**Collected data:**
=== Begin Enclosure ===
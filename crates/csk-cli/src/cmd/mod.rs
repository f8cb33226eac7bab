pub mod bootstrap;
pub mod event;
pub mod gate;
pub mod incident;
pub mod mission;
pub mod module;
pub mod registry;
pub mod replay;
pub mod retro;
pub mod skills;
pub mod slice;
pub mod status;
pub mod task;
pub mod validate;

use csk_core::envelope::{Envelope, EnvelopeStatus, NextAction};
use csk_core::event::{EventLog, EventScope, EventType};
use csk_core::paths::Layout;
use csk_core::registry::Registry;
use csk_core::task::TaskPaths;
use csk_core::Result;

/// Resolve the module path and task locations for a `(module_id, task_id)`
/// pair through the registry.
pub fn task_paths(layout: &Layout, module_id: &str, task_id: &str) -> Result<(String, TaskPaths)> {
    let registry = Registry::load(layout)?;
    let module = registry.module(module_id)?;
    Ok((
        module.path.clone(),
        TaskPaths::new(layout, &module.path, task_id),
    ))
}

/// Run one kernel operation inside the `command.started` /
/// `command.completed` bracket, so the operation and its exit status are
/// recoverable from the log alone.
pub fn bracketed<F>(layout: &Layout, command: &str, scope: EventScope, op: F) -> Envelope
where
    F: FnOnce(&EventLog) -> Result<Envelope>,
{
    let log = match EventLog::open(layout) {
        Ok(log) => log,
        Err(e) => {
            return Envelope::from_error(&e, NextAction::new("csk bootstrap"));
        }
    };

    if let Err(e) = log.append(
        EventType::CommandStarted,
        "engine",
        scope.clone(),
        serde_json::json!({"command": command}),
        vec![],
    ) {
        return Envelope::from_error(&e, NextAction::new("csk status --json"));
    }

    let envelope = match op(&log) {
        Ok(envelope) => envelope,
        Err(e) => {
            let next = recovery_next(layout, &e);
            Envelope::from_error(&e, next)
        }
    };

    let result_status = match envelope.status {
        EnvelopeStatus::Ok => "ok",
        EnvelopeStatus::GateFailed => "gate_failed",
        EnvelopeStatus::Error => "error",
        EnvelopeStatus::ReplayFailed => "replay_failed",
    };
    let _ = log.append(
        EventType::CommandCompleted,
        "engine",
        scope,
        serde_json::json!({
            "command": command,
            "result_status": result_status,
            "exit_code": envelope.exit_code(),
        }),
        vec![],
    );
    envelope
}

/// A concrete recovery action for a failed operation, derived from the
/// error kind plus the current projection.
fn recovery_next(layout: &Layout, error: &csk_core::CskError) -> NextAction {
    use csk_core::CskError;
    match error {
        CskError::NotBootstrapped => NextAction::new("csk bootstrap"),
        CskError::PlanDrift { task_id, .. } => NextAction::new(format!(
            "csk task critic --task-id {task_id} (then freeze and approve again)"
        )),
        CskError::CriticNotPassed(task_id) => {
            NextAction::new(format!("csk task critic --task-id {task_id}"))
        }
        CskError::ReadyPrerequisitesMissing { task_id, .. } => {
            NextAction::new(format!("csk gate validate-ready --task-id {task_id}"))
        }
        CskError::RetroPreconditionMissing { task_id, .. } => NextAction::new(format!(
            "csk gate approve-ready --task-id {task_id} --approved-by <name>"
        )),
        _ => csk_core::status::project_status(layout, None)
            .map(|p| p.next)
            .unwrap_or_else(|_| NextAction::new("csk status --json")),
    }
}
impl EventLog {
    /// Open or create the log for a state root. The engine version stamped
    /// into every envelope is read from `.csk/engine/VERSION` once at open.
    pub fn open(layout: &Layout) -> Result<Self> {
        let path = layout.eventlog();
        if let Some(parent) = path.parent() {
            std::fs::create_dir_all(parent)?;
        }
        let db = Database::create(&path).map_err(|e| CskError::EventLog(e.to_string()))?;
        let wt = db
            .begin_write()
            .map_err(|e| CskError::EventLog(e.to_string()))?;
        wt.open_table(EVENTS)
            .map_err(|e| CskError::EventLog(e.to_string()))?;
        wt.commit().map_err(|e| CskError::EventLog(e.to_string()))?;

        let engine_version = std::fs::read_to_string(layout.engine_version_file())
            .map(|s| s.trim().to_string())
            .ok()
            .filter(|s| !s.is_empty())
            .unwrap_or_else(|| "unknown".to_string());

        Ok(Self {
            db,
            engine_version,
            repo_root: layout.root().to_path_buf(),
        })
    }

    /// Append one event. The envelope is validated (closed type set via the
    /// enum; a serialize/deserialize roundtrip rejects anything malformed)
    /// before the write transaction commits.
    pub fn append(
        &self,
        event_type: EventType,
        actor: &str,
        scope: EventScope,
        payload: serde_json::Value,
        artifact_refs: Vec<String>,
    ) -> Result<Event> {
        let event = Event {
            id: Uuid::new_v4().to_string(),
            ts: Utc::now(),
            event_type,
            actor: actor.to_string(),
            mission_id: scope.mission_id,
            module_id: scope.module_id,
            task_id: scope.task_id,
            slice_id: scope.slice_id,
            payload,
            artifact_refs,
            repo_git_head: git_head(&self.repo_root),
            engine_version: self.engine_version.clone(),
        };
        self.append_raw(&event)?;
        Ok(event)
    }

    fn append_raw(&self, event: &Event) -> Result<()> {
        let encoded = serde_json::to_vec(event)?;
        // Roundtrip check: rejects envelopes that would not read back.
        let _: Event = serde_json::from_slice(&encoded).map_err(|e| CskError::SchemaViolation {
            path: "event".to_string(),
            reason: e.to_string(),
        })?;

        let wt = self
            .db
            .begin_write()
            .map_err(|e| CskError::EventLog(e.to_string()))?;
        {
            let mut table = wt
                .open_table(EVENTS)
                .map_err(|e| CskError::EventLog(e.to_string()))?;
            let next_seq = table
                .last()
                .map_err(|e| CskError::EventLog(e.to_string()))?
                .map(|(key, _)| key.value() + 1)
                .unwrap_or(1);
            table
                .insert(next_seq, encoded.as_slice())
                .map_err(|e| CskError::EventLog(e.to_string()))?;
        }
        wt.commit().map_err(|e| CskError::EventLog(e.to_string()))?;
        Ok(())
    }

    /// All events in insertion order.
    pub fn iter_chronological(&self) -> Result<Vec<Event>> {
        let rt = self
            .db
            .begin_read()
            .map_err(|e| CskError::EventLog(e.to_string()))?;
        let table = rt
            .open_table(EVENTS)
            .map_err(|e| CskError::EventLog(e.to_string()))?;
        let mut events = Vec::new();
        for entry in table.iter().map_err(|e| CskError::EventLog(e.to_string()))? {
            let (_, value) = entry.map_err(|e| CskError::EventLog(e.to_string()))?;
            let event: Event =
                serde_json::from_slice(value.value()).map_err(|e| CskError::SchemaViolation {
                    path: "eventlog".to_string(),
                    reason: e.to_string(),
                })?;
            events.push(event);
        }
        Ok(events)
    }

    /// Last `n` events matching the filter, newest last.
    pub fn tail(&self, filter: &EventFilter, n: usize) -> Result<Vec<Event>> {
        let mut matched: Vec<Event> = self
            .iter_chronological()?
            .into_iter()
            .filter(|e| filter.matches(e))
            .collect();
        if matched.len() > n {
            matched.drain(..matched.len() - n);
        }
        Ok(matched)
    }
}
use thiserror::Error;

#[derive(Debug, Error)]
pub enum CskError {
    #[error("not bootstrapped: run 'csk bootstrap'")]
    NotBootstrapped,

    #[error("module not found: {0}")]
    ModuleNotFound(String),

    #[error("module already exists: {0}")]
    ModuleExists(String),

    #[error("mission not found: {0}")]
    MissionNotFound(String),

    #[error("task not found: {0}")]
    TaskNotFound(String),

    #[error("slice not found: {0}")]
    SliceNotFound(String),

    #[error("invalid module path '{0}': must be relative and stay inside the repository")]
    InvalidModulePath(String),

    #[error("invalid transition from {from} to {to}")]
    InvalidTransition { from: String, to: String },

    #[error("plan drift for {task_id}: {reason}")]
    PlanDrift { task_id: String, reason: String },

    #[error("critic has not passed for {0}")]
    CriticNotPassed(String),

    #[error("scope gate requires non-empty allowed_paths for {0}")]
    ScopeConfigMissing(String),

    #[error("verify gate requires at least one command for {0}")]
    VerifyConfigMissing(String),

    #[error("e2e required but no commands configured for {0}")]
    E2eMissing(String),

    #[error("ready prerequisites missing for {task_id}: {missing:?}")]
    ReadyPrerequisitesMissing { task_id: String, missing: Vec<String> },

    #[error("retro requires ready_approved or blocked, task {task_id} is '{status}'")]
    RetroPreconditionMissing { task_id: String, status: String },

    #[error("worktree creation failed for {module_id}: {reason}")]
    WorktreeCreateFailed { module_id: String, reason: String },

    #[error("command not found: {0}")]
    CommandNotFound(String),

    #[error("command denied by policy: {0}")]
    CommandDenied(String),

    #[error("invalid command '{argv}': {reason}")]
    CommandRejected { argv: String, reason: String },

    #[error("schema violation in {path}: {reason}")]
    SchemaViolation { path: String, reason: String },

    #[error("replay invariant violation: {0} violation(s)")]
    ReplayInvariantViolation(usize),

    #[error("validation failed: {0} error(s)")]
    ValidationFailed(usize),

    #[error("event log error: {0}")]
    EventLog(String),

    #[error(transparent)]
    Io(#[from] std::io::Error),

    #[error(transparent)]
    Json(#[from] serde_json::Error),
}

impl CskError {
    /// Stable snake_case kind tag used in envelopes, incidents and events.
    pub fn kind(&self) -> &'static str {
        match self {
            CskError::NotBootstrapped => "not_bootstrapped",
            CskError::ModuleNotFound(_) => "module_not_found",
            CskError::ModuleExists(_) => "module_exists",
            CskError::MissionNotFound(_) => "mission_not_found",
            CskError::TaskNotFound(_) => "task_not_found",
            CskError::SliceNotFound(_) => "slice_not_found",
            CskError::InvalidModulePath(_) => "invalid_module_path",
            CskError::InvalidTransition { .. } => "InvalidTransition",
            CskError::PlanDrift { .. } => "PlanDrift",
            CskError::CriticNotPassed(_) => "critic_not_passed",
            CskError::ScopeConfigMissing(_) => "scope_config_missing",
            CskError::VerifyConfigMissing(_) => "verify_config_missing",
            CskError::E2eMissing(_) => "e2e_missing",
            CskError::ReadyPrerequisitesMissing { .. } => "ready_prerequisites_missing",
            CskError::RetroPreconditionMissing { .. } => "retro_precondition_missing",
            CskError::WorktreeCreateFailed { .. } => "worktree_create_failed",
            CskError::CommandNotFound(_) => "command_not_found",
            CskError::CommandDenied(_) => "command_denied",
            CskError::CommandRejected { .. } => "command_denied",
            CskError::SchemaViolation { .. } => "schema_violation",
            CskError::ReplayInvariantViolation(_) => "replay_invariant_violation",
            CskError::ValidationFailed(_) => "validation_failed",
            CskError::EventLog(_) => "internal_error",
            CskError::Io(_) => "internal_error",
            CskError::Json(_) => "internal_error",
        }
    }

    /// Process exit code for this error per the CLI contract:
    /// 10 = gate/contract failure needing user action, 20 = internal error,
    /// 30 = replay invariant violation.
    pub fn exit_code(&self) -> i32 {
        match self {
            CskError::ReplayInvariantViolation(_) => 30,
            CskError::SchemaViolation { .. }
            | CskError::EventLog(_)
            | CskError::Io(_)
            | CskError::Json(_) => 20,
            _ => 10,
        }
    }
}

pub type Result<T> = std::result::Result<T, CskError>;

#[cfg(test)]
mod tests {
    use super::*;

    #[test]
    fn kinds_are_stable() {
        assert_eq!(
            CskError::PlanDrift {
                task_id: "T-0001".into(),
                reason: "plan".into()
            }
            .kind(),
            "PlanDrift"
        );
        assert_eq!(
            CskError::ScopeConfigMissing("S-0001".into()).kind(),
            "scope_config_missing"
        );
    }

    #[test]
    fn exit_codes() {
        assert_eq!(CskError::ReplayInvariantViolation(1).exit_code(), 30);
        assert_eq!(
            CskError::SchemaViolation {
                path: "x".into(),
                reason: "y".into()
            }
            .exit_code(),
            20
        );
        assert_eq!(CskError::TaskNotFound("T-0001".into()).exit_code(), 10);
    }
}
=== End Enclosure ===
**BRIEF:** Transcribe the lines from the first line of the records through the line that contains "task_id: &str) ->", both included, and add nothing else.

**SOLUTION TO THE EXERCISE:**
filename crates/csk-cli/src/cmd/mod.rs
repository f8cb33226eac7bab
pub mod bootstrap;
pub mod event;
pub mod gate;
pub mod incident;
pub mod mission;
pub mod module;
pub mod registry;
pub mod replay;
pub mod retro;
pub mod skills;
pub mod slice;
pub mod status;
pub mod task;
pub mod validate;

use csk_core::envelope::{Envelope, EnvelopeStatus, NextAction};
use csk_core::event::{EventLog, EventScope, EventType};
use csk_core::paths::Layout;
use csk_core::registry::Registry;
use csk_core::task::TaskPaths;
use csk_core::Result;

/// Resolve the module path and task locations for a `(module_id, task_id)`
/// pair through the registry.
pub fn task_paths(layout: &Layout, module_id: &str, task_id: &str) -> Result<(String, TaskPaths)> {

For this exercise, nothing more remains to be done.